The fatal shooting of Michael Brown by a Ferguson, Missouri, policeman — and the subsequent protests and violence — will accelerate the emerging movement by law enforcement agencies to equip officers with “body cams.”
Police in Ferguson began wearing body cameras shortly after Brown was shot and killed by Officer Darren Wilson. Last week, after a grand jury declined to indict Wilson on criminal charges, Brown’s family issued a statement: “Join with us in our campaign to ensure that every police officer working the streets in this country wears a body camera.”
Wearable video cameras are already used by a growing number of departments. Their arrival in our region is imminent: The Sarasota Police Department has cameras on order and expects to begin using them in January, a spokeswoman said. The county Sheriff’s Office has also ordered cameras.
Tom Knight, Sarasota County sheriff, told me he wants his deputies to use the cameras — after the costs and potential effects are examined and understood locally and statewide.
When Knight first told me his reservations, I thought he was being overly cautious. But a cursory review of the experiences involving departments that have used cameras led me to this conclusion: Knight is right.
A methodical, fully informed approach is supported by a study conducted in 2013 for the Office of Community Oriented Policing Services, a branch of the U.S. Justice Department.
A report on the study — “Implementing a Body-Worn Camera Program: Recommendations and Lessons Learned” — concluded: “Like other new forms of technology, body-worn cameras have the potential to transform the field of policing. To make sure this change is positive, police agencies must think critically about the issues that cameras raise and must give careful consideration when developing body-worn camera policies and practices.”
Here is one of the key, overall recommendations in the report: “Police agencies should adopt an incremental approach to implementing a body-worn camera program. This means testing the cameras in pilot programs and engaging officers and the community during implementation.”

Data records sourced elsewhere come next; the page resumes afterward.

//! Turn controller: owns one game's board and turn state, applies drops and
//! answers with the bot when it is the bot's turn.

use tracing::{debug, info, warn};

use crate::ai::{Agent, GreedyAgent};
use crate::error::MoveError;

use super::board::{Board, Placement, COLS};
use super::line::{detect_line, Line};
use super::player::Player;

#[derive(Debug, Clone, Copy, PartialEq, Eq, Hash, serde::Serialize, serde::Deserialize)]
pub enum GameMode {
    #[serde(rename = "two-player")]
    TwoPlayer,
    #[serde(rename = "vs-bot")]
    SinglePlayerVsBot,
}

impl GameMode {
    pub fn label(self) -> &'static str {
        match self {
            GameMode::TwoPlayer => "Two players",
            GameMode::SinglePlayerVsBot => "Versus bot",
        }
    }

    pub fn toggled(self) -> GameMode {
        match self {
            GameMode::TwoPlayer => GameMode::SinglePlayerVsBot,
            GameMode::SinglePlayerVsBot => GameMode::TwoPlayer,
        }
    }
}

#[derive(Debug, Clone, PartialEq, Eq)]
pub enum GameOutcome {
    InProgress,
    Won { player: Player, line: Line },
    Draw,
}

impl GameOutcome {
    pub fn is_over(&self) -> bool {
        !matches!(self, GameOutcome::InProgress)
    }

    pub fn winner(&self) -> Option<Player> {
        match self {
            GameOutcome::Won { player, .. } => Some(*player),
            _ => None,
        }
    }
}

/// The bot's automatic answer to a drop.
#[derive(Debug, Clone, PartialEq, Eq)]
pub struct BotReply {
    pub placement: Placement,
    pub outcome: GameOutcome,
}

/// Result of an accepted drop. `outcome` is the state right after the
/// caller's own token; the bot's reply carries its own outcome.
#[derive(Debug, Clone, PartialEq, Eq)]
pub struct DropReport {
    pub placement: Placement,
    pub outcome: GameOutcome,
    pub bot_reply: Option<BotReply>,
}

/// Read-only view of a session for the presentation layer.
#[derive(Debug, Clone, PartialEq, Eq)]
pub struct Snapshot {
    pub board: Board,
    pub active_player: Player,
    pub outcome: GameOutcome,
    pub mode: GameMode,
}

pub struct Session {
    board: Board,
    active_player: Player,
    outcome: GameOutcome,
    mode: GameMode,
    bot_player: Player,
    agent: Box<dyn Agent>,
    /// Stands in when `agent` picks a column that cannot be played.
    fallback: GreedyAgent,
    auto_reply: bool,
    held: bool,
    moves: Vec<Placement>,
}

impl Session {
    /// New game with the greedy bot playing `B`.
    pub fn new(mode: GameMode) -> Self {
        Self::with_agent(mode, Player::B, Box::new(GreedyAgent::new()))
    }

    /// With auto reply on (the default), a bot playing `A` opens the game
    /// before this returns.
    pub fn with_agent(mode: GameMode, bot_player: Player, agent: Box<dyn Agent>) -> Self {
        info!(mode = mode.label(), bot = bot_player.name(), agent = agent.name(), "new game");
        let mut session = Session {
            board: Board::new(),
            active_player: Player::A,
            outcome: GameOutcome::InProgress,
            mode,
            bot_player,
            agent,
            fallback: GreedyAgent::new(),
            auto_reply: true,
            held: false,
            moves: Vec::new(),
        };
        session.open_for_bot();
        session
    }

    pub fn board(&self) -> &Board {
        &self.board
    }

    pub fn active_player(&self) -> Player {
        self.active_player
    }

    pub fn outcome(&self) -> &GameOutcome {
        &self.outcome
    }

    pub fn mode(&self) -> GameMode {
        self.mode
    }

    pub fn bot_player(&self) -> Player {
        self.bot_player
    }

    /// Every token placed this game, in order.
    pub fn moves(&self) -> &[Placement] {
        &self.moves
    }

    pub fn snapshot(&self) -> Snapshot {
        Snapshot {
            board: self.board,
            active_player: self.active_player,
            outcome: self.outcome.clone(),
            mode: self.mode,
        }
    }

    /// True when the game is running against the bot and the bot is to move.
    pub fn bot_to_move(&self) -> bool {
        self.mode == GameMode::SinglePlayerVsBot
            && !self.outcome.is_over()
            && self.active_player == self.bot_player
    }

    /// When off, `drop_token` never answers for the bot and the caller drives
    /// the bot through [`Session::play_bot_turn`].
    pub fn set_auto_reply(&mut self, auto_reply: bool) {
        self.auto_reply = auto_reply;
    }

    /// Mark a move as in flight. Drops are refused until [`Session::release`].
    pub fn hold(&mut self) {
        self.held = true;
    }

    pub fn release(&mut self) {
        self.held = false;
    }

    pub fn is_held(&self) -> bool {
        self.held
    }

    /// Drop a token for the active player. Against the bot, a drop on the
    /// bot's turn is refused, and with auto reply on the bot answers before
    /// this returns.
    pub fn drop_token(&mut self, column: usize) -> Result<DropReport, MoveError> {
        if self.held {
            debug!(column, "drop refused: move in flight");
            return Err(MoveError::MoveInFlight);
        }
        if self.bot_to_move() {
            debug!(column, "drop refused: bot to move");
            return Err(MoveError::MoveInFlight);
        }

        let placement = self.apply(column)?;
        let outcome = self.outcome.clone();

        let bot_reply = if self.auto_reply {
            self.play_bot_turn()
        } else {
            None
        };

        Ok(DropReport {
            placement,
            outcome,
            bot_reply,
        })
    }

    /// Let the bot move if it is its turn. `None` when it is not the bot's
    /// turn, the session is held, or the game is over. A column the agent
    /// cannot play is replaced by the greedy choice, so the bot always moves.
    pub fn play_bot_turn(&mut self) -> Option<BotReply> {
        if self.held || !self.bot_to_move() {
            return None;
        }

        let chosen = self.agent.select_column(&self.board, self.bot_player);
        let placement = match chosen.map(|column| self.apply(column)) {
            Some(Ok(placement)) => placement,
            rejected => {
                warn!(
                    agent = self.agent.name(),
                    column = ?chosen,
                    legal = ?self.board.legal_columns(),
                    error = ?rejected.and_then(Result::err),
                    "agent chose an illegal column, using greedy fallback"
                );
                let column = self.fallback.select_column(&self.board, self.bot_player)?;
                self.apply(column).ok()?
            }
        };

        Some(BotReply {
            placement,
            outcome: self.outcome.clone(),
        })
    }

    /// Fresh board, `A` to move, same mode. With auto reply on, a bot
    /// playing `A` opens straight away.
    pub fn reset(&mut self) {
        self.board = Board::new();
        self.active_player = Player::A;
        self.outcome = GameOutcome::InProgress;
        self.held = false;
        self.moves.clear();
        info!(mode = self.mode.label(), "game reset");
        self.open_for_bot();
    }

    pub fn set_mode(&mut self, mode: GameMode) {
        self.mode = mode;
        self.reset();
    }

    fn open_for_bot(&mut self) {
        if self.auto_reply {
            if let Some(reply) = self.play_bot_turn() {
                debug!(row = reply.placement.row, column = reply.placement.col, "bot opened");
            }
        }
    }

    fn apply(&mut self, column: usize) -> Result<Placement, MoveError> {
        if self.outcome.is_over() {
            debug!(column, "drop refused: game over");
            return Err(MoveError::GameAlreadyOver);
        }
        if column >= COLS {
            debug!(column, "drop refused: invalid column");
            return Err(MoveError::InvalidColumn(column));
        }
        let row = self.board.lowest_empty_row(column).ok_or_else(|| {
            debug!(column, "drop refused: column full");
            MoveError::ColumnFull(column)
        })?;

        let player = self.active_player;
        self.board.set(row, column, player.to_cell());
        let placement = Placement { row, col: column };
        self.moves.push(placement);
        debug!(player = player.name(), row, column, "token placed");

        if let Some(line) = detect_line(&self.board, row, column) {
            info!(player = player.name(), plies = self.moves.len(), "game won");
            self.outcome = GameOutcome::Won { player, line };
        } else if self.board.is_full() {
            info!("game drawn");
            self.outcome = GameOutcome::Draw;
        } else {
            self.active_player = player.other();
        }

        Ok(placement)
    }
}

The good news is that police in communities where body cams have been used cite benefits. Rialto, California, reports: a 60 percent reduction in officer use of force incidents; half the number of use of force incidents for shifts with cameras compared to shifts without cameras; an 88 percent reduction in number of citizen complaints between the year prior to and following deployment.
Ron Miller, police chief in Topeka, Kansas, reported a benefit of body cameras that is hard to quantify but encouraging: “Everyone is on their best behavior when the cameras are running. The officers, the public — everyone.”
The report cited an important advantage: “Police executives said that body-worn cameras have significantly improved how officers capture evidence.”
Among the concerns cited in the report, in news coverage, by organizations and others:
• Privacy. In general and, according to law in some states, citizens have an expectation of privacy — that, in this case, their actions will not be recorded without their permission.
Policies must be in place to balance privacy rights with the needs of law enforcement agencies. Answering questions such as “When, where and under what considerations would cameras be on or off?” is vital.
• Effects. Video evidence can be valuable. But would the fear of being seen on camera discourage people from calling for police services (think victims of domestic abuse) or cooperating with police (such as people who are pointing out drug dealers or other criminals in their neighborhoods)? Such concerns reinforce the importance of determining when and how cameras would be used.
• Access. Broad requests for videos have created legal challenges in Washington and other states.
Florida has one of America’s broadest public-records laws. Under what circumstances would requests for videos be granted? How much would it cost to produce, edit and redact content? Who would pay?
Local governments and the Florida Legislature will have to weigh in. Before they do, prior to the introduction of specific ordinances or laws — the point at which it becomes more difficult for opposing interests to reach consensus — how about someone convene a panel with members who could rationally and productively discuss the implications and desired results of body cams?
A group with representatives from law enforcement, civil-rights organizations, the media and other open-government advocates should be asked to provide a solid framework for laws and policies that benefit from the lessons already learned and the challenges likely to arise. Let’s have a conversation that seeks to maximize the benefits, and minimize the costs and downsides, of body cams — before unintended consequences get in the way.